El primer regalo que le hice el Día de la Madre fue una rosa de papel. ¡Era preciosa! Yo tenía solo tres años y las chicas mayores de la escuela me ayudaron a colocar los pétalos. ¡Con cuánta emoción la llevé a casa! En un mano, la cartera; en la otra, la rosa y todo mi cuidado.
Entraría despacito, sin hacer ruido; subiría hasta mi habitación, y la escondería debajo de la cama (no se me ocurría un lugar más secreto) hasta el domingo. Tenía que superar tres tramos de escalera: el primero era el más delicado porque conducía a la cocina y al salón y allí estarían mi madre, mi abuela y mi hermana pequeña (mi hermano aún no había nacido). Si oían algún ruido fuera, saldrían y me descubrirían; pero, si lograba pasar al segundo tramo sin que se diesen cuenta, ya no había peligro. ¡Qué contenta se pondría mamá cuando le regalara la rosa!
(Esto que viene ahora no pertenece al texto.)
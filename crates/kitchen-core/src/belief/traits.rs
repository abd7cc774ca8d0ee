use core::fmt;
use core::ops::{Index, IndexMut};
use serde::{Deserialize, Serialize};

/// Latent partner-trust dimension.
#[derive(Debug, Clone, Copy, PartialEq, Eq, Hash, Serialize, Deserialize)]
#[serde(rename_all = "snake_case")]
pub enum Trait {
    Ability,
    Benevolence,
    Integrity,
}

impl Trait {
    pub const ALL: [Trait; 3] = [Trait::Ability, Trait::Benevolence, Trait::Integrity];

    pub const fn index(self) -> usize {
        self as usize
    }

    pub const fn label(self) -> &'static str {
        match self {
            Trait::Ability => "ability",
            Trait::Benevolence => "benevolence",
            Trait::Integrity => "integrity",
        }
    }
}

impl fmt::Display for Trait {
    fn fmt(&self, f: &mut fmt::Formatter<'_>) -> fmt::Result {
        f.write_str(self.label())
    }
}

/// Beta distribution pseudo-counts.
#[derive(Debug, Clone, Copy, PartialEq, Serialize, Deserialize)]
pub struct BetaParams {
    pub alpha: f64,
    pub beta: f64,
}

impl BetaParams {
    pub const UNIFORM: BetaParams = BetaParams {
        alpha: 1.0,
        beta: 1.0,
    };

    pub const fn new(alpha: f64, beta: f64) -> Self {
        Self { alpha, beta }
    }

    pub fn strength(&self) -> f64 {
        self.alpha + self.beta
    }

    /// `alpha / (alpha + beta)`, or 0.5 when the strength is not positive.
    pub fn mean(&self) -> f64 {
        let strength = self.strength();
        if strength > 0.0 {
            self.alpha / strength
        } else {
            0.5
        }
    }
}

/// One [`BetaParams`] per trait, indexable by [`Trait`].
#[derive(Debug, Clone, Copy, PartialEq, Serialize, Deserialize)]
pub struct TraitParams(pub [BetaParams; 3]);

impl TraitParams {
    pub const fn uniform() -> Self {
        Self([BetaParams::UNIFORM; 3])
    }

    pub fn iter(&self) -> impl Iterator<Item = (Trait, BetaParams)> + '_ {
        Trait::ALL.into_iter().map(|t| (t, self.0[t.index()]))
    }
}

impl Index<Trait> for TraitParams {
    type Output = BetaParams;

    fn index(&self, index: Trait) -> &Self::Output {
        &self.0[index.index()]
    }
}

impl IndexMut<Trait> for TraitParams {
    fn index_mut(&mut self, index: Trait) -> &mut Self::Output {
        &mut self.0[index.index()]
    }
}
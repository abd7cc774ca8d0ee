use std::sync::Arc;
use std::sync::atomic::{AtomicBool, Ordering};
use std::thread;
use std::time::{Duration, Instant};

use kitchen_app::config::Catalog;
use kitchen_app::model_cache::ModelCache;
use kitchen_app::SessionError;
use kitchen_app::session::{SessionManager, SessionSnapshot};
use kitchen_core::belief::{BeliefState, Trait};
use kitchen_core::model::RewardEvent;

const CATALOG: &str = r#"
seed: 42
max_steps: 200
estimators:
  steady:
    kind: constant
    alpha: 6.0
    beta: 2.0
models:
  cook:
    kind: scripted
configurations:
  layout_practice:
    layout: practice
  practice_tracked:
    layout: practice
    belief:
      estimator: steady
      context: 2
  practice_cook:
    layout: practice
    policy: cook
    belief:
      estimator: steady
      context: 2
  practice_short:
    layout: practice
    reset_cadence: 3
"#;

fn manager() -> SessionManager {
    let catalog = Catalog::from_yaml_str(CATALOG, "sessions.yaml").expect("catalog");
    SessionManager::with_cache(catalog, Arc::new(ModelCache::default()))
}

/// Human walks to the lettuce, picks it up and drops it on the knife.
const FETCH_AND_DROP: [&str; 5] = ["ArrowUp", "ArrowUp", "ArrowLeft", "ArrowDown", "ArrowLeft"];

fn comparable(snapshot: &SessionSnapshot) -> SessionSnapshot {
    let mut snapshot = snapshot.clone();
    snapshot.session_id.clear();
    if let Some(record) = snapshot.robot_last_action.as_mut() {
        record.timestamp_ms = 0;
    }
    snapshot
}

#[test]
fn practice_keeps_the_robot_idle_and_the_belief_neutral() {
    let manager = manager();
    let session = manager.new_session();
    session.reset("layout_practice").expect("reset");

    for step in 1..=5 {
        let report = session.step("ArrowUp", None).expect("step");
        assert!(report.advanced);
        assert!(!report.belief_updated);
        assert_eq!(report.snapshot.belief, BeliefState::NEUTRAL);
        let record = report.snapshot.robot_last_action.expect("robot record");
        assert_eq!(record.step, step);
        assert_eq!(record.low_level_action, 4);
        assert_eq!(report.snapshot.steps_left, 200 - step);
    }
    assert_eq!(session.robot_steps().len(), 5);
}

#[test]
fn dropping_an_item_updates_the_belief() {
    let manager = manager();
    let session = manager.new_session();
    session.reset("practice_tracked").expect("reset");

    let mut updates = Vec::new();
    for key in FETCH_AND_DROP {
        updates.push(session.step(key, None).expect("step").belief_updated);
    }
    assert_eq!(updates, vec![false, false, false, false, true]);

    let belief = session.state().expect("state").belief;
    for which in Trait::ALL {
        assert!(belief.mean(which) > 0.5 && belief.mean(which) < 1.0);
        assert!((0.0..=1.0).contains(&belief.confidence(which)));
    }
    let observation = session.observation().expect("observation");
    let tail = &observation[observation.len() - 6..];
    assert_eq!(tail[0], belief.means[0] as f32);
    assert_eq!(tail[3], belief.confidences[0] as f32);

    let fresh = session.reset("practice_tracked").expect("reset again");
    assert_eq!(fresh.belief, BeliefState::NEUTRAL);
    assert_eq!(fresh.cur_step, 0);
    assert!(session.robot_steps().is_empty());
}

#[test]
fn sessions_with_the_same_seed_and_keys_match_and_stay_isolated() {
    let manager = manager();
    let a = manager.new_session();
    let b = manager.new_session();
    assert_ne!(a.id(), b.id());
    a.reset("practice_cook").expect("reset a");
    b.reset("practice_cook").expect("reset b");

    let keys = FETCH_AND_DROP
        .iter()
        .chain(["ArrowRight", "ArrowDown", "ArrowRight"].iter())
        .copied()
        .collect::<Vec<_>>();
    for key in &keys {
        let left = a.step(key, None).expect("step a");
        let right = b.step(key, None).expect("step b");
        assert_eq!(left.reward, right.reward);
        assert_eq!(left.events, right.events);
        assert_eq!(comparable(&left.snapshot), comparable(&right.snapshot));
    }

    let robot_a: Vec<_> = a.robot_steps().into_iter().map(|r| (r.macro_action, r.low_level_action)).collect();
    let robot_b: Vec<_> = b.robot_steps().into_iter().map(|r| (r.macro_action, r.low_level_action)).collect();
    assert_eq!(robot_a, robot_b);
    assert_eq!(a.observation(), b.observation());

    let before = comparable(&b.state().expect("b state"));
    for _ in 0..4 {
        a.step("ArrowLeft", None).expect("extra a step");
    }
    a.reset("layout_practice").expect("a switches config");
    assert_eq!(comparable(&b.state().expect("b state")), before);
    assert_eq!(b.config_id().as_deref(), Some("practice_cook"));
}

#[test]
fn soft_reset_follows_the_configured_cadence() {
    let manager = manager();
    let session = manager.new_session();
    session.reset("practice_short").expect("reset");

    assert!(!session.step("ArrowUp", None).expect("step 1").soft_reset);
    assert!(!session.step("ArrowDown", None).expect("step 2").soft_reset);
    assert_eq!(session.soft_resets(), Some(0));

    assert!(session.step("ArrowUp", None).expect("step 3").soft_reset);
    assert_eq!(session.soft_resets(), Some(1));
}

#[test]
fn scripted_partner_serves_dishes_with_an_idle_human() {
    let manager = manager();
    let session = manager.new_session();
    session.reset("practice_cook").expect("reset");

    let mut served_event = false;
    for _ in 0..80 {
        // ArrowDown into the counter below the human's start is a no-op bump.
        let report = session.step("ArrowDown", None).expect("step");
        served_event |= report
            .events
            .iter()
            .any(|credited| credited.agent == 0 && credited.event == RewardEvent::CorrectDelivery);
        if served_event {
            assert_eq!(report.snapshot.dishes_served, 1);
            break;
        }
    }
    assert!(served_event, "scripted cook never delivered");
}

#[test]
fn unknown_session_and_config_errors_are_distinct() {
    let manager = manager();
    assert!(matches!(
        manager.get("missing").err(),
        Some(kitchen_app::SessionError::NotFound(_))
    ));
    let session = manager.ensure(None);
    assert!(matches!(
        session.reset("layout9_model9").err(),
        Some(kitchen_app::SessionError::UnknownConfig(_))
    ));
    assert!(matches!(
        session.step("ArrowUp", None).err(),
        Some(kitchen_app::SessionError::NotInitialized(_))
    ));
}

const WORKERS: usize = 4;
const STEPS: u32 = 40;

#[test]
fn cleanup_sweeps_alongside_live_requests() {
    let manager = Arc::new(manager());
    let stale = manager.new_session();
    stale.reset("layout_practice").expect("reset");
    let stop = Arc::new(AtomicBool::new(false));

    let sweeper = {
        let manager = Arc::clone(&manager);
        let stop = Arc::clone(&stop);
        thread::spawn(move || {
            let mut evicted = 0;
            while !stop.load(Ordering::SeqCst) {
                evicted += manager.cleanup();
                thread::yield_now();
            }
            evicted
        })
    };

    let workers: Vec<_> = (0..WORKERS)
        .map(|i| {
            let manager = Arc::clone(&manager);
            thread::spawn(move || {
                let id = format!("worker-{i}");
                manager.ensure(Some(&id)).reset("practice_tracked").expect("reset");
                let mut last = None;
                for step in 0..STEPS {
                    let key = if step % 2 == 0 { "ArrowUp" } else { "ArrowDown" };
                    last = Some(manager.ensure(Some(&id)).step(key, None).expect("step"));
                }
                last.map(|report| report.snapshot.cur_step)
            })
        })
        .collect();

    let finished: Vec<_> = workers
        .into_iter()
        .map(|worker| worker.join().expect("worker"))
        .collect();
    stop.store(true, Ordering::SeqCst);
    let evicted = sweeper.join().expect("sweeper");

    assert_eq!(evicted, 0, "nothing was idle past the ttl");
    assert!(finished.iter().all(|steps| *steps == Some(STEPS)));
    assert_eq!(manager.len(), WORKERS + 1);

    let later = Instant::now() + manager.ttl() + Duration::from_secs(1);
    assert_eq!(manager.cleanup_at(later), WORKERS + 1);
    assert!(manager.is_empty());
    assert!(matches!(stale.state(), Err(SessionError::NotInitialized(_))));
}

#[test]
fn eviction_racing_with_steps_never_wedges_a_worker() {
    let manager = Arc::new(manager());
    let stop = Arc::new(AtomicBool::new(false));

    let sweeper = {
        let manager = Arc::clone(&manager);
        let stop = Arc::clone(&stop);
        thread::spawn(move || {
            while !stop.load(Ordering::SeqCst) {
                let later = Instant::now() + manager.ttl() + Duration::from_secs(1);
                manager.cleanup_at(later);
                thread::yield_now();
            }
        })
    };

    let workers: Vec<_> = (0..WORKERS)
        .map(|i| {
            let manager = Arc::clone(&manager);
            thread::spawn(move || {
                let id = format!("racer-{i}");
                let mut advanced = 0u32;
                for _ in 0..STEPS {
                    let session = manager.ensure(Some(&id));
                    match session.step("ArrowLeft", None) {
                        Ok(report) => advanced += u32::from(report.advanced),
                        Err(SessionError::NotInitialized(_)) => {
                            session.reset("layout_practice").expect("reset");
                        }
                        Err(other) => panic!("unexpected error: {other}"),
                    }
                }
                advanced
            })
        })
        .collect();

    let total: u32 = workers
        .into_iter()
        .map(|worker| worker.join().expect("worker"))
        .sum();
    stop.store(true, Ordering::SeqCst);
    sweeper.join().expect("sweeper");

    assert!(total <= WORKERS as u32 * STEPS);
    let later = Instant::now() + manager.ttl() + Duration::from_secs(1);
    manager.cleanup_at(later);
    assert!(manager.is_empty());
}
Conseguí abrir la puerta de casa sin que me oyeran y cruzar el patio. Con la misma mano con la que cogía la cartera me sujetaba a la barandilla para subir las escaleras con pasos silenciosos. Al llegar al tercer escalón pensé que era mejor esconderme la rosa debajo del jersey, no fuera que alguien saliera en ese preciso instante y la viera. Así lo hice y emprendí de nuevo la subida con más cuidado todavía, apretándome el jersey lo suficiente para que no se me cayera la flor pero no tanto como para chafarla. Y entonces, no sé si tropecé o resbalé, pero me caí y, aún peor, se me cayó la rosa. Salió mi madre asustada y me vio en el suelo, y vio también la rosa, su rosa. ¡Qué disgusto más grande el mío! Mamá me cogió en brazos al verme llorar desconsolada. Ella creyó que me había hecho daño, pero yo lloraba por la flor, porque ya no sería una sorpresa para ella.
Todos los años, el Día de la Madre, me acuerdo de los besos que me dio cuando me cogió en brazos en aquella ocasión. Te quiero, mamá.